_Information supplied_
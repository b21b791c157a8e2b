//! Reward estimation against mocked chain queries.

use chain_node_toolkit::services::rewards::{RewardError, RewardService};
use mockall::Sequence;

use crate::integration::mocks::MockChainQueryClient;

#[tokio::test]
async fn test_queries_are_issued_in_order() {
	let mut client = MockChainQueryClient::new();
	let mut seq = Sequence::new();

	client
		.expect_annual_provisions()
		.times(1)
		.in_sequence(&mut seq)
		.returning(|| Ok(1_000_000.0));
	client
		.expect_bonded_tokens()
		.times(1)
		.in_sequence(&mut seq)
		.returning(|| Ok(500_000_000.0));
	client
		.expect_validator_addresses()
		.times(1)
		.in_sequence(&mut seq)
		.returning(|| Ok(vec!["memevaloper1only".to_string()]));
	client
		.expect_outstanding_reward()
		.withf(|address| address == "memevaloper1only")
		.times(1)
		.in_sequence(&mut seq)
		.returning(|_| Ok(2_500_000.0));

	let report = RewardService::new(client, None).estimate().await.unwrap();

	assert_eq!(report.validator_address, "memevaloper1only");
	assert!((report.delegator.apr - 0.2).abs() < 1e-12);
	assert!((report.delegator.apy - (0.002_f64.exp() - 1.0) * 100.0).abs() < 1e-12);
	assert!((report.validator.apr - 0.5).abs() < 1e-12);
	assert_eq!(
		report.to_string(),
		"Delegator APR: 0.20%\nDelegator APY: 0.20%\nValidator APR: 0.50%\nValidator APY: 0.50%"
	);
}

#[tokio::test]
async fn test_configured_validator_skips_validator_query() {
	let mut client = MockChainQueryClient::new();
	client
		.expect_annual_provisions()
		.returning(|| Ok(1_000_000.0));
	client.expect_bonded_tokens().returning(|| Ok(500_000_000.0));
	client.expect_validator_addresses().never();
	client
		.expect_outstanding_reward()
		.withf(|address| address == "memevaloper1fixed")
		.returning(|_| Ok(0.0));

	let report = RewardService::new(client, Some("memevaloper1fixed".to_string()))
		.estimate()
		.await
		.unwrap();

	assert_eq!(report.validator.apr, 0.0);
	assert_eq!(report.validator.apy, 0.0);
}

#[tokio::test]
async fn test_query_failure_stops_estimation() {
	let mut client = MockChainQueryClient::new();
	client
		.expect_annual_provisions()
		.returning(|| Ok(1_000_000.0));
	client
		.expect_bonded_tokens()
		.returning(|| Err(RewardError::query_error("connection refused")));
	client.expect_validator_addresses().never();
	client.expect_outstanding_reward().never();

	let result = RewardService::new(client, None).estimate().await;

	assert!(matches!(result, Err(RewardError::QueryError(_))));
}

#[tokio::test]
async fn test_zero_bonded_tokens_is_a_calculation_error() {
	let mut client = MockChainQueryClient::new();
	client
		.expect_annual_provisions()
		.returning(|| Ok(1_000_000.0));
	client.expect_bonded_tokens().returning(|| Ok(0.0));
	client
		.expect_outstanding_reward()
		.returning(|_| Ok(10.0));

	let result = RewardService::new(client, Some("memevaloper1fixed".to_string()))
		.estimate()
		.await;

	assert!(matches!(result, Err(RewardError::CalculationError(_))));
}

_Problem_
Pull every line containing "RewardService" from the data.

_Completed task_
use chain_node_toolkit::services::rewards::{RewardError, RewardService};
	let report = RewardService::new(client, None).estimate().await.unwrap();
	let report = RewardService::new(client, Some("memevaloper1fixed".to_string()))
	let result = RewardService::new(client, None).estimate().await;
	let result = RewardService::new(client, Some("memevaloper1fixed".to_string()))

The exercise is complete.